# Schwa in Brazilian Portuguese



## avok

Hello,

Having read many posts about the Portuguese language and the differences between European Portuguese and Brazilian Portuguese, I have come to the conclusion that many Brazilians may not be fully aware of the schwa sound <ə> in European Portuguese. Schwa may be found in words like "d*e*", "p*e*rgunta" etc. in European Portuguese. 

Well, actually it is one of the most common sounds in European Portuguese. To me, this sound is one of the most important markers of the European Portuguese. Even "chiado" is less European than schwa sound since it - chiado- can be found not just in Portugal but in many parts of Brazil too. 

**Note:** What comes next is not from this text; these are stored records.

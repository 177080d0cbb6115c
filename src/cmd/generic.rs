//! `DEL`, `EXISTS`, `TYPE`, `TOUCH`, `RENAME[NX]`, the `EXPIRE` family,
//! `PERSIST`, `TTL`/`PTTL`, and `OBJECT {ENCODING|IDLETIME|REFCOUNT}`.

use bytes::Bytes;

use crate::db::{now_ms, Ctx, Instance, Reply};
use crate::resp::Piece;

use super::{lower, parse_i64, unknown_subcommand, wrong_args};

pub fn register(inst: &mut Instance) {
    inst.register("del", del);
    inst.register("exists", exists);
    inst.register("type", type_cmd);
    inst.register("touch", touch);
    inst.register("rename", rename);
    inst.register("renamenx", renamenx);
    inst.register("expire", expire);
    inst.register("pexpire", pexpire);
    inst.register("expireat", expireat);
    inst.register("pexpireat", pexpireat);
    inst.register("persist", persist);
    inst.register("ttl", ttl);
    inst.register("pttl", pttl);
    inst.register("object", object);
}

fn del(inst: &mut Instance, _ctx: &mut Ctx, args: &[Bytes]) -> Reply {
    if args.is_empty() {
        return wrong_args("del");
    }
    let db = inst.current_db();
    let count = args.iter().filter(|k| db.remove(k)).count();
    Reply::new(Piece::Integer(count as i64))
}

fn exists(inst: &mut Instance, _ctx: &mut Ctx, args: &[Bytes]) -> Reply {
    if args.is_empty() {
        return wrong_args("exists");
    }
    let db = inst.current_db();
    let count = args.iter().filter(|k| db.contains(k)).count();
    Reply::new(Piece::Integer(count as i64))
}

fn type_cmd(inst: &mut Instance, _ctx: &mut Ctx, args: &[Bytes]) -> Reply {
    if args.len() != 1 {
        return wrong_args("type");
    }
    let db = inst.current_db();
    match db.get(&args[0]) {
        Some(obj) => Reply::new(Piece::SimpleString(obj.obj_type().as_str().to_string())),
        None => Reply::new(Piece::SimpleString("none".to_string())),
    }
}

fn touch(inst: &mut Instance, _ctx: &mut Ctx, args: &[Bytes]) -> Reply {
    if args.is_empty() {
        return wrong_args("touch");
    }
    let now = now_ms();
    let db = inst.current_db();
    let mut count = 0;
    for key in args {
        if let Some(obj) = db.get_mut(key) {
            obj.touch(now);
            count += 1;
        }
    }
    Reply::new(Piece::Integer(count))
}

fn rename(inst: &mut Instance, _ctx: &mut Ctx, args: &[Bytes]) -> Reply {
    if args.len() != 2 {
        return wrong_args("rename");
    }
    let db = inst.current_db();
    if !db.contains(&args[0]) {
        return Reply::new(Piece::error("no such key"));
    }
    db.rename(&args[0], args[1].clone());
    Reply::new(Piece::ok())
}

fn renamenx(inst: &mut Instance, _ctx: &mut Ctx, args: &[Bytes]) -> Reply {
    if args.len() != 2 {
        return wrong_args("renamenx");
    }
    let db = inst.current_db();
    if !db.contains(&args[0]) {
        return Reply::new(Piece::error("no such key"));
    }
    if db.contains(&args[1]) {
        return Reply::new(Piece::Integer(0));
    }
    db.rename(&args[0], args[1].clone());
    Reply::new(Piece::Integer(1))
}

enum ExpireUnit {
    Seconds,
    Millis,
    SecondsAt,
    MillisAt,
}

fn set_expire(inst: &mut Instance, args: &[Bytes], cmd: &str, unit: ExpireUnit) -> Reply {
    if args.len() < 2 {
        return wrong_args(cmd);
    }
    let (mut nx, mut xx, mut gt, mut lt) = (false, false, false, false);
    for opt in &args[2..] {
        match lower(opt).as_str() {
            "nx" => nx = true,
            "xx" => xx = true,
            "gt" => gt = true,
            "lt" => lt = true,
            _ => {
                return Reply::new(Piece::error(format!(
                    "Unsupported option {}",
                    String::from_utf8_lossy(opt)
                )))
            }
        }
    }
    if nx && (xx || gt || lt) {
        return Reply::new(Piece::error(
            "NX and XX, GT or LT options at the same time are not compatible",
        ));
    }
    if gt && lt {
        return Reply::new(Piece::error(
            "GT and LT options at the same time are not compatible",
        ));
    }

    let time = match parse_i64(&args[1]) {
        Some(t) => t,
        None => return super::not_integer(),
    };
    let now = now_ms();
    let new_pttl = match unit {
        ExpireUnit::Seconds => time.saturating_mul(1000),
        ExpireUnit::Millis => time,
        ExpireUnit::SecondsAt => time.saturating_mul(1000) - now,
        ExpireUnit::MillisAt => time - now,
    }
    .max(0);

    let db = inst.current_db();
    let obj = match db.get_mut(&args[0]) {
        Some(obj) => obj,
        None => return Reply::new(Piece::Integer(0)),
    };
    let old_pttl = obj.pttl(now);

    let apply = if nx {
        old_pttl == -1
    } else if xx {
        if old_pttl == -1 {
            false
        } else if gt {
            new_pttl > old_pttl
        } else if lt {
            new_pttl < old_pttl
        } else {
            true
        }
    } else if gt {
        new_pttl > old_pttl
    } else if lt {
        new_pttl < old_pttl
    } else {
        true
    };

    if apply {
        obj.set_pttl(new_pttl, now);
        Reply::new(Piece::Integer(1))
    } else {
        Reply::new(Piece::Integer(0))
    }
}

fn expire(inst: &mut Instance, _ctx: &mut Ctx, args: &[Bytes]) -> Reply {
    set_expire(inst, args, "expire", ExpireUnit::Seconds)
}

fn pexpire(inst: &mut Instance, _ctx: &mut Ctx, args: &[Bytes]) -> Reply {
    set_expire(inst, args, "pexpire", ExpireUnit::Millis)
}

fn expireat(inst: &mut Instance, _ctx: &mut Ctx, args: &[Bytes]) -> Reply {
    set_expire(inst, args, "expireat", ExpireUnit::SecondsAt)
}

fn pexpireat(inst: &mut Instance, _ctx: &mut Ctx, args: &[Bytes]) -> Reply {
    set_expire(inst, args, "pexpireat", ExpireUnit::MillisAt)
}

fn persist(inst: &mut Instance, _ctx: &mut Ctx, args: &[Bytes]) -> Reply {
    if args.len() != 1 {
        return wrong_args("persist");
    }
    let db = inst.current_db();
    match db.get_mut(&args[0]) {
        Some(obj) if obj.has_expiry() => {
            obj.set_pttl(-1, now_ms());
            Reply::new(Piece::Integer(1))
        }
        _ => Reply::new(Piece::Integer(0)),
    }
}

fn ttl(inst: &mut Instance, _ctx: &mut Ctx, args: &[Bytes]) -> Reply {
    if args.len() != 1 {
        return wrong_args("ttl");
    }
    let now = now_ms();
    let db = inst.current_db();
    match db.get_mut(&args[0]) {
        None => Reply::new(Piece::Integer(-2)),
        Some(obj) => {
            let p = obj.pttl(now);
            Reply::new(Piece::Integer(if p == -1 { -1 } else { p / 1000 }))
        }
    }
}

fn pttl(inst: &mut Instance, _ctx: &mut Ctx, args: &[Bytes]) -> Reply {
    if args.len() != 1 {
        return wrong_args("pttl");
    }
    let now = now_ms();
    let db = inst.current_db();
    match db.get_mut(&args[0]) {
        None => Reply::new(Piece::Integer(-2)),
        Some(obj) => Reply::new(Piece::Integer(obj.pttl(now))),
    }
}

fn object(inst: &mut Instance, ctx: &mut Ctx, args: &[Bytes]) -> Reply {
    if args.is_empty() {
        return wrong_args("object");
    }
    match lower(&args[0]).as_str() {
        "encoding" => object_encoding(inst, ctx, args),
        "idletime" => object_idletime(inst, ctx, args),
        "refcount" => object_refcount(inst, ctx, args),
        _ => unknown_subcommand("object", &args[0]),
    }
}

fn object_encoding(inst: &mut Instance, _ctx: &mut Ctx, args: &[Bytes]) -> Reply {
    if args.len() != 2 {
        return wrong_args("object|encoding");
    }
    let db = inst.current_db();
    match db.get(&args[1]) {
        Some(obj) => Reply::new(Piece::bulk(Bytes::from_static(obj.encoding().name().as_bytes()))),
        None => Reply::new(Piece::nil()),
    }
}

fn object_idletime(inst: &mut Instance, _ctx: &mut Ctx, args: &[Bytes]) -> Reply {
    if args.len() != 2 {
        return wrong_args("object|idletime");
    }
    let now = now_ms();
    let db = inst.current_db();
    match db.get(&args[1]) {
        Some(obj) => Reply::new(Piece::Integer(obj.idle_time_ms(now) / 1000)),
        None => Reply::new(Piece::nil()),
    }
}

fn object_refcount(inst: &mut Instance, _ctx: &mut Ctx, args: &[Bytes]) -> Reply {
    if args.len() != 2 {
        return wrong_args("object|refcount");
    }
    let db = inst.current_db();
    match db.get(&args[1]) {
        Some(_) => Reply::new(Piece::Integer(1)),
        None => Reply::new(Piece::nil()),
    }
}
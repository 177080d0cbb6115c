use std::fmt;
use std::net::{IpAddr, SocketAddr};

/// Socket family a listener or connection belongs to.
#[derive(Debug, Clone, Copy, PartialEq, Eq, serde::Deserialize)]
#[serde(rename_all = "lowercase")]
pub enum Family {
    Ipv4,
    Ipv6,
}

/// An immutable bind/remote address: family, textual ip, and port.
///
/// Constructed once and never mutated; `Connection` and `Acceptor` both
/// carry one to describe their local or peer side.
#[derive(Debug, Clone, PartialEq, Eq)]
pub struct Endpoint {
    family: Family,
    ip: String,
    port: u16,
}

impl Endpoint {
    pub fn new(family: Family, ip: impl Into<String>, port: u16) -> Endpoint {
        Endpoint {
            family,
            ip: ip.into(),
            port,
        }
    }

    pub fn family(&self) -> Family {
        self.family
    }

    pub fn ip(&self) -> &str {
        &self.ip
    }

    pub fn port(&self) -> u16 {
        self.port
    }

    pub fn to_socket_addr(&self) -> std::io::Result<SocketAddr> {
        let ip: IpAddr = self
            .ip
            .parse()
            .map_err(|_| std::io::Error::new(std::io::ErrorKind::InvalidInput, "bad ip address"))?;
        match (self.family, ip) {
            (Family::Ipv4, IpAddr::V4(_)) | (Family::Ipv6, IpAddr::V6(_)) => {
                Ok(SocketAddr::new(ip, self.port))
            }
            _ => Err(std::io::Error::new(
                std::io::ErrorKind::InvalidInput,
                "ip address does not match declared family",
            )),
        }
    }

    pub fn from_socket_addr(addr: SocketAddr) -> Endpoint {
        let family = if addr.is_ipv4() { Family::Ipv4 } else { Family::Ipv6 };
        Endpoint::new(family, addr.ip().to_string(), addr.port())
    }
}

impl fmt::Display for Endpoint {
    fn fmt(&self, f: &mut fmt::Formatter<'_>) -> fmt::Result {
        match self.family {
            Family::Ipv4 => write!(f, "{}:{}", self.ip, self.port),
            Family::Ipv6 => write!(f, "[{}]:{}", self.ip, self.port),
        }
    }
}

#[cfg(test)]
mod tests {
    use super::*;

    #[test]
    fn round_trips_through_socket_addr() {
        let ep = Endpoint::new(Family::Ipv4, "127.0.0.1", 6379);
        let addr = ep.to_socket_addr().unwrap();
        assert_eq!(Endpoint::from_socket_addr(addr), ep);
    }

    #[test]
    fn rejects_family_mismatch() {
        let ep = Endpoint::new(Family::Ipv6, "127.0.0.1", 6379);
        assert!(ep.to_socket_addr().is_err());
    }
}
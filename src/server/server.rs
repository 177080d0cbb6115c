//! Binds every endpoint named in the configuration and drives the event
//! loop that accepts connections and spawns sessions for them.

use std::cell::RefCell;
use std::io;
use std::rc::Rc;

use crate::cmd;
use crate::config::Config;
use crate::db::Instance;
use crate::net::{Acceptor, Connection, EventLoop, Endpoint};

use super::client::ClientRegistry;
use super::session::Session;

pub struct Server {
    lp: EventLoop,
    instance: Rc<RefCell<Instance>>,
    registry: Rc<RefCell<ClientRegistry>>,
    acceptors: Vec<Acceptor>,
}

impl Server {
    pub fn new(config: &Config) -> io::Result<Server> {
        let lp = EventLoop::new()?;

        let mut instance = Instance::new(config.db.db_num as usize);
        cmd::register_all(&mut instance);

        let mut acceptors = Vec::with_capacity(config.server.len());
        for sc in &config.server {
            let endpoint = Endpoint::new(sc.family, sc.ip.clone(), sc.port);
            let acceptor = Acceptor::start(endpoint, sc.backlog)?;
            tracing::info!(local = %acceptor.local(), "listening");
            acceptors.push(acceptor);
        }

        Ok(Server {
            lp,
            instance: Rc::new(RefCell::new(instance)),
            registry: Rc::new(RefCell::new(ClientRegistry::new())),
            acceptors,
        })
    }

    pub fn connected_clients(&self) -> usize {
        self.registry.borrow().len()
    }

    /// Arm every acceptor and run the event loop until it returns (which,
    /// absent a fatal multiplexer error, is never — spec's event loop has
    /// no shutdown signal of its own).
    pub fn run(mut self) -> io::Result<()> {
        for acceptor in self.acceptors.clone() {
            Server::arm_accept(acceptor, self.instance.clone(), self.registry.clone(), &mut self.lp);
        }
        self.lp.run()
    }

    fn arm_accept(
        acceptor: Acceptor,
        instance: Rc<RefCell<Instance>>,
        registry: Rc<RefCell<ClientRegistry>>,
        lp: &mut EventLoop,
    ) {
        let next_acceptor = acceptor.clone();
        let next_instance = instance.clone();
        let next_registry = registry.clone();
        acceptor.async_accept(
            lp,
            Box::new(move |lp, result| {
                Server::on_accept(result, instance, registry.clone(), lp);
                Server::arm_accept(next_acceptor, next_instance, next_registry, lp);
            }),
        );
    }

    fn on_accept(
        result: io::Result<Connection>,
        instance: Rc<RefCell<Instance>>,
        registry: Rc<RefCell<ClientRegistry>>,
        lp: &mut EventLoop,
    ) {
        match result {
            Ok(conn) => {
                tracing::debug!(remote = %conn.remote(), "accepted connection");
                Session::spawn(conn, instance, registry, lp);
            }
            Err(err) => {
                tracing::warn!(error = %err, "accept failed");
            }
        }
    }
}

I guess, all of the "*unstressed e*" sounds in European Portuguese are schwa. But in Brazil, the European schwa is mostly "i" and sometimes "e" ex: European "də" is "di/dji" in Brazil and European "p*ə*rgunta" is Brazilian "p*e*rgunta". 

Anyway, I just want to know what sound *"Brazilians"* hear/think of , when they hear the word "d*e*" pronounced by a Portuguese person?

* Do you think that the Portuguese pronounce "de" as "de" in Spanish?

*Do you think they pronounce "de" as "dê" in Portuguese itself.

*Do you think they pronounce "de" as "di" but "di" is not palatalised as in Brazilian Portuguese?

Do you, Brazilians, feel this "e sound" of "de" in European Portuguese is just a "closed e" or it is a sound on its own? When Brazilian actors imitate the Portuguese accent how do they pronounce this sound? 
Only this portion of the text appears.